### Instructions to follow
Where a line holds the word "LimitDialect", copy it from the records.

Extracted records
+++

//! UPDATE statement builder using the typestate pattern.

use std::marker::PhantomData;

use tracing::debug;

use super::condition::{compile_where, render_operand, Condition, IntoOperand, Operand};
use crate::context::QueryContext;
use crate::error::{BuildError, Result};
use crate::resolver::CompiledQuery;
use crate::value::Bind;

/// A complete UPDATE description.
#[derive(Debug, Clone, PartialEq)]
pub struct UpdateSpec {
    /// Target table.
    pub table: String,
    /// `SET` assignments, in order.
    pub set: Vec<(String, Operand)>,
    /// WHERE condition.
    pub where_clause: Option<Condition>,
}

impl UpdateSpec {
    /// Compiles `UPDATE "t" SET "a" = ?, ... [WHERE ...]`.
    ///
    /// # Errors
    ///
    /// Returns [`BuildError::InvalidStatement`] for an empty table or SET
    /// list; condition compiler errors propagate.
    pub fn compile(&self, ctx: &QueryContext) -> Result<CompiledQuery> {
        if self.table.trim().is_empty() || self.set.is_empty() {
            return Err(BuildError::InvalidStatement(String::from(
                "UPDATE needs a table and at least one assignment",
            )));
        }

        let mut binds = vec![];
        let assignments: Vec<String> = self
            .set
            .iter()
            .map(|(column, value)| {
                format!(
                    "{} = {}",
                    ctx.quote_identifier(column),
                    render_operand(value, ctx, &mut binds)
                )
            })
            .collect();
        let mut sql = format!(
            "UPDATE {} SET {}",
            ctx.quote_identifier(&self.table),
            assignments.join(", ")
        );

        if let Some(cond) = self.where_clause.as_ref().filter(|c| !c.is_empty()) {
            let (where_sql, where_binds) = compile_where(cond, ctx)?;
            sql.push(' ');
            sql.push_str(&where_sql);
            binds.extend(where_binds);
        }

        debug!(placeholders = binds.len(), "compiled UPDATE");
        Ok(CompiledQuery::new(sql, binds))
    }
}

// Typestate markers

/// Marker: No SET clause specified yet.
pub struct NoSet;
/// Marker: SET clause has been specified.
pub struct HasSet;

/// A fluent UPDATE builder.
pub struct Update<Set> {
    spec: UpdateSpec,
    _state: PhantomData<Set>,
}

impl Update<NoSet> {
    /// Starts an UPDATE of `table`.
    #[must_use]
    pub fn table(table: &str) -> Self {
        Self {
            spec: UpdateSpec {
                table: String::from(table),
                set: vec![],
                where_clause: None,
            },
            _state: PhantomData,
        }
    }

    /// Adds the first SET assignment.
    #[must_use]
    pub fn set(self, column: &str, value: impl IntoOperand) -> Update<HasSet> {
        let mut spec = self.spec;
        spec.set.push((String::from(column), value.into_operand()));
        Update {
            spec,
            _state: PhantomData,
        }
    }
}

// Methods available after SET
impl Update<HasSet> {
    /// Adds another SET assignment.
    #[must_use]
    pub fn set(mut self, column: &str, value: impl IntoOperand) -> Self {
        self.spec
            .set
            .push((String::from(column), value.into_operand()));
        self
    }

    /// Adds a WHERE clause.
    #[must_use]
    pub fn where_clause(mut self, cond: Condition) -> Self {
        self.spec.where_clause = Some(cond);
        self
    }

    /// Returns the finished description.
    #[must_use]
    pub fn into_spec(self) -> UpdateSpec {
        self.spec
    }

    /// Compiles once and returns the SQL with its binds.
    ///
    /// # Errors
    ///
    /// See [`UpdateSpec::compile`].
    pub fn build(self, ctx: &QueryContext) -> Result<(String, Vec<Bind>)> {
        Ok(self.spec.compile(ctx)?.into_parts())
    }
}

#[cfg(test)]
mod tests {
    use super::*;
    use crate::builder::condition::{col, raw};
    use crate::value::token;

    #[test]
    fn test_update_set_before_where() {
        let compiled = Update::table("users")
            .set("name", token("name"))
            .set("visits", raw("\"visits\" + 1"))
            .where_clause(col("id").eq(token("id")))
            .into_spec()
            .compile(&QueryContext::default())
            .unwrap();
        assert_eq!(
            compiled.sql(),
            "UPDATE \"users\" SET \"name\" = ?, \"visits\" = \"visits\" + 1 WHERE \"id\" = ?"
        );
        assert_eq!(compiled.token_names(), vec!["name", "id"]);
    }

    #[test]
    fn test_update_without_where() {
        let (sql, binds) = Update::table("users")
            .set("active", false)
            .build(&QueryContext::default())
            .unwrap();
        assert_eq!(sql, "UPDATE \"users\" SET \"active\" = ?");
        assert_eq!(binds.len(), 1);
    }

    #[test]
    fn test_update_empty_set_is_error() {
        let spec = UpdateSpec {
            table: String::from("users"),
            set: vec![],
            where_clause: None,
        };
        assert!(matches!(
            spec.compile(&QueryContext::default()),
            Err(BuildError::InvalidStatement(_))
        ));
    }
}
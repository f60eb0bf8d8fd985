//! Generic SQL dialect.

use super::Dialect;

/// A generic SQL dialect using ANSI SQL standards.
#[derive(Debug, Default, Clone, Copy)]
pub struct GenericDialect;

impl GenericDialect {
    /// Creates a new generic dialect.
    #[must_use]
    pub const fn new() -> Self {
        Self
    }
}

impl Dialect for GenericDialect {
    fn name(&self) -> &'static str {
        "generic"
    }
}

#[cfg(test)]
mod tests {
    use super::*;
    use crate::dialect::LimitDialect;

    #[test]
    fn test_generic_dialect() {
        let dialect = GenericDialect::new();
        assert_eq!(dialect.name(), "generic");
        assert_eq!(dialect.identifier_quote(), ('"', '"'));
        assert_eq!(dialect.name_separator(), '.');
        assert_eq!(dialect.limit_dialect(), LimitDialect::Offset);
    }
}
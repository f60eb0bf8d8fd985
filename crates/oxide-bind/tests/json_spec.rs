//! Tests for statement descriptions loaded from JSON.

mod common;
use common::*;

use oxide_bind::{BuildError, SqlValue, StatementDescription};

#[test]
fn json_from_examples() {
    let cases = [
        (r#""users""#, "FROM \"users\""),
        (r#"{"raw": "users"}"#, "FROM users"),
        (r#"["users", {"raw": "user_emails"}]"#, "FROM \"users\", user_emails"),
        (
            r#"[{"name": "users", "as": "u"}, "user_emails"]"#,
            "FROM \"users\" \"u\", \"user_emails\"",
        ),
        (
            r#"[{"users": "u"}, {"user_emails": "e", "using": "user_id"}]"#,
            "FROM \"users\" \"u\" JOIN \"user_emails\" \"e\" ON ( \"e\".\"user_id\" = \"u\".\"user_id\" )",
        ),
    ];
    for (from, expected) in cases {
        let json = format!(r#"{{"select": {{"from": {from}}}}}"#);
        assert_eq!(from_part(&compile_json(&json, "generic")), expected, "{json}");
    }
}

#[test]
fn json_join_on_with_binds() {
    let compiled = compile_json(
        r#"{"select": {
            "fields": ["u.id", {"raw": "COUNT(o.id) AS orders"}],
            "from": [
                {"users": "u"},
                {"name": "orders", "as": "o", "join": "left",
                 "on": {"o.user_id": {"$col": "u.id"}, "o.state": {"$token": "state"}}}
            ],
            "where": {"u.active": true},
            "group_by": "u.id",
            "order_by": [["u.id", "desc"]]
        }}"#,
        "generic",
    );
    assert_eq!(
        compiled.sql(),
        "SELECT \"u\".\"id\", COUNT(o.id) AS orders FROM \"users\" \"u\" \
         LEFT JOIN \"orders\" \"o\" ON ( \"o\".\"state\" = ? AND \"o\".\"user_id\" = \"u\".\"id\" ) \
         WHERE ( \"u\".\"active\" = ? ) GROUP BY \"u\".\"id\" ORDER BY \"u\".\"id\" DESC"
    );
    assert_eq!(compiled.value_token_names(), vec![Some("state"), None]);
}

#[test]
fn json_group_order_limit() {
    let compiled = compile_json(
        r#"{"select": {
            "from": "t",
            "group_by": ["foo", "bar"],
            "order_by": [["foo", "asc"], "bar"],
            "limit": 10,
            "offset": 5
        }}"#,
        "oracle",
    );
    assert!(compiled.sql().contains("GROUP BY \"foo\", \"bar\" ORDER BY \"foo\" ASC, \"bar\" )"));
    let none: [(&str, SqlValue); 0] = [];
    assert_eq!(compiled.resolve(&none).unwrap(), ints(&[10, 5, 5]));
}

#[test]
fn json_where_shapes() {
    let compiled = compile_json(
        r#"{"select": {
            "from": "t",
            "where": [
                {"a": {">=": {"$token": "a"}}, "b": null},
                {"c": {"in": [1, 2]}},
                "d = 1"
            ],
            "limit": {"$token": "n"}
        }}"#,
        "sqlite",
    );
    assert_eq!(
        compiled.sql(),
        "SELECT * FROM \"t\" WHERE ( ( \"a\" >= ? AND \"b\" IS NULL ) OR ( \"c\" IN ( ?, ? ) ) OR d = 1 ) LIMIT ?"
    );
    assert_eq!(
        compiled.value_token_names(),
        vec![Some("a"), None, None, Some("n")]
    );
    assert_eq!(compiled.token_names(), vec!["a", "n"]);
}

#[test]
fn json_insert_update_delete() {
    let insert = compile_json(
        r#"{"insert": {"table": "users", "values": {"name": {"$token": "name"}, "age": 30}}}"#,
        "postgres",
    );
    assert_eq!(
        insert.sql(),
        "INSERT INTO \"users\" ( \"age\", \"name\" ) VALUES ( ?, ? )"
    );

    let rows = compile_json(
        r#"{"insert": {"table": "t", "columns": ["a", "b"], "values": [[1, 2], [3, 4]]}}"#,
        "generic",
    );
    assert!(rows.sql().ends_with("VALUES ( ?, ? ), ( ?, ? )"));

    let update = compile_json(
        r#"{"update": {"table": "users", "set": {"visits": {"$raw": "visits + 1"}}, "where": {"id": {"$token": "id"}}}}"#,
        "generic",
    );
    assert_eq!(
        update.sql(),
        "UPDATE \"users\" SET \"visits\" = visits + 1 WHERE ( \"id\" = ? )"
    );

    let delete = compile_json(r#"{"delete": {"table": "sessions"}}"#, "mysql");
    assert_eq!(delete.sql(), "DELETE FROM `sessions`");
}

#[test]
fn json_rejects_malformed() {
    for bad in [
        r#"{"select": {"fields": ["id"]}}"#,
        r#"{"select": {"from": "t", "limit": "ten"}}"#,
        r#"{"select": {"from": "t", "order_by": [["id", "sideways"]]}}"#,
        r#"{"select": {"from": "t", "where": {"a": {"~": 1}}}}"#,
        r#"{"select": {"from": "t", "having": "x"}}"#,
        r#"{"insert": {"table": "t", "values": 5}}"#,
    ] {
        assert!(
            matches!(StatementDescription::from_json(bad), Err(BuildError::Description(_))),
            "accepted {bad}"
        );
    }
}

#[test]
fn json_kind() {
    let statement = StatementDescription::from_json(r#"{"delete": {"table": "t"}}"#).unwrap();
    assert_eq!(statement.kind(), "DELETE");
}
//! Oracle dialect.

use super::{Dialect, LimitDialect};

/// Oracle dialect.
///
/// Pre-12c Oracle has no LIMIT clause, so pagination goes through `ROWNUM`.
#[derive(Debug, Default, Clone, Copy)]
pub struct OracleDialect;

impl OracleDialect {
    /// Creates a new Oracle dialect.
    #[must_use]
    pub const fn new() -> Self {
        Self
    }
}

impl Dialect for OracleDialect {
    fn name(&self) -> &'static str {
        "oracle"
    }

    fn limit_dialect(&self) -> LimitDialect {
        LimitDialect::RowNum
    }
}
//! DELETE statement builder.

use tracing::{debug, warn};

use super::condition::{compile_where, Condition};
use crate::context::QueryContext;
use crate::error::{BuildError, Result};
use crate::resolver::CompiledQuery;
use crate::value::Bind;

/// A complete DELETE description.
#[derive(Debug, Clone, PartialEq)]
pub struct DeleteSpec {
    /// Target table.
    pub table: String,
    /// WHERE condition; without one every row is deleted.
    pub where_clause: Option<Condition>,
}

impl DeleteSpec {
    /// Compiles `DELETE FROM "t" [WHERE ...]`.
    ///
    /// # Errors
    ///
    /// Returns [`BuildError::InvalidStatement`] for an empty table;
    /// condition compiler errors propagate.
    pub fn compile(&self, ctx: &QueryContext) -> Result<CompiledQuery> {
        if self.table.trim().is_empty() {
            return Err(BuildError::InvalidStatement(String::from(
                "DELETE without a table",
            )));
        }

        let mut sql = format!("DELETE FROM {}", ctx.quote_identifier(&self.table));
        let binds = if let Some(cond) = self.where_clause.as_ref().filter(|c| !c.is_empty()) {
            let (where_sql, where_binds) = compile_where(cond, ctx)?;
            sql.push(' ');
            sql.push_str(&where_sql);
            where_binds
        } else {
            warn!(table = %self.table, "DELETE without WHERE removes every row");
            vec![]
        };

        debug!(placeholders = binds.len(), "compiled DELETE");
        Ok(CompiledQuery::new(sql, binds))
    }
}

/// A fluent DELETE builder.
///
/// **Important**: DELETE without WHERE deletes all rows!
pub struct Delete {
    spec: DeleteSpec,
}

impl Delete {
    /// Starts a DELETE from `table`.
    #[must_use]
    pub fn from(table: &str) -> Self {
        Self {
            spec: DeleteSpec {
                table: String::from(table),
                where_clause: None,
            },
        }
    }

    /// Adds a WHERE clause.
    #[must_use]
    pub fn where_clause(mut self, cond: Condition) -> Self {
        self.spec.where_clause = Some(cond);
        self
    }

    /// Returns the finished description.
    #[must_use]
    pub fn into_spec(self) -> DeleteSpec {
        self.spec
    }

    /// Compiles once and returns the SQL with its binds.
    ///
    /// # Errors
    ///
    /// See [`DeleteSpec::compile`].
    pub fn build(self, ctx: &QueryContext) -> Result<(String, Vec<Bind>)> {
        Ok(self.spec.compile(ctx)?.into_parts())
    }
}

+++

### Answer area
    use crate::dialect::LimitDialect;
        assert_eq!(dialect.limit_dialect(), LimitDialect::Offset);
use super::{Dialect, LimitDialect};
    fn limit_dialect(&self) -> LimitDialect {
        LimitDialect::RowNum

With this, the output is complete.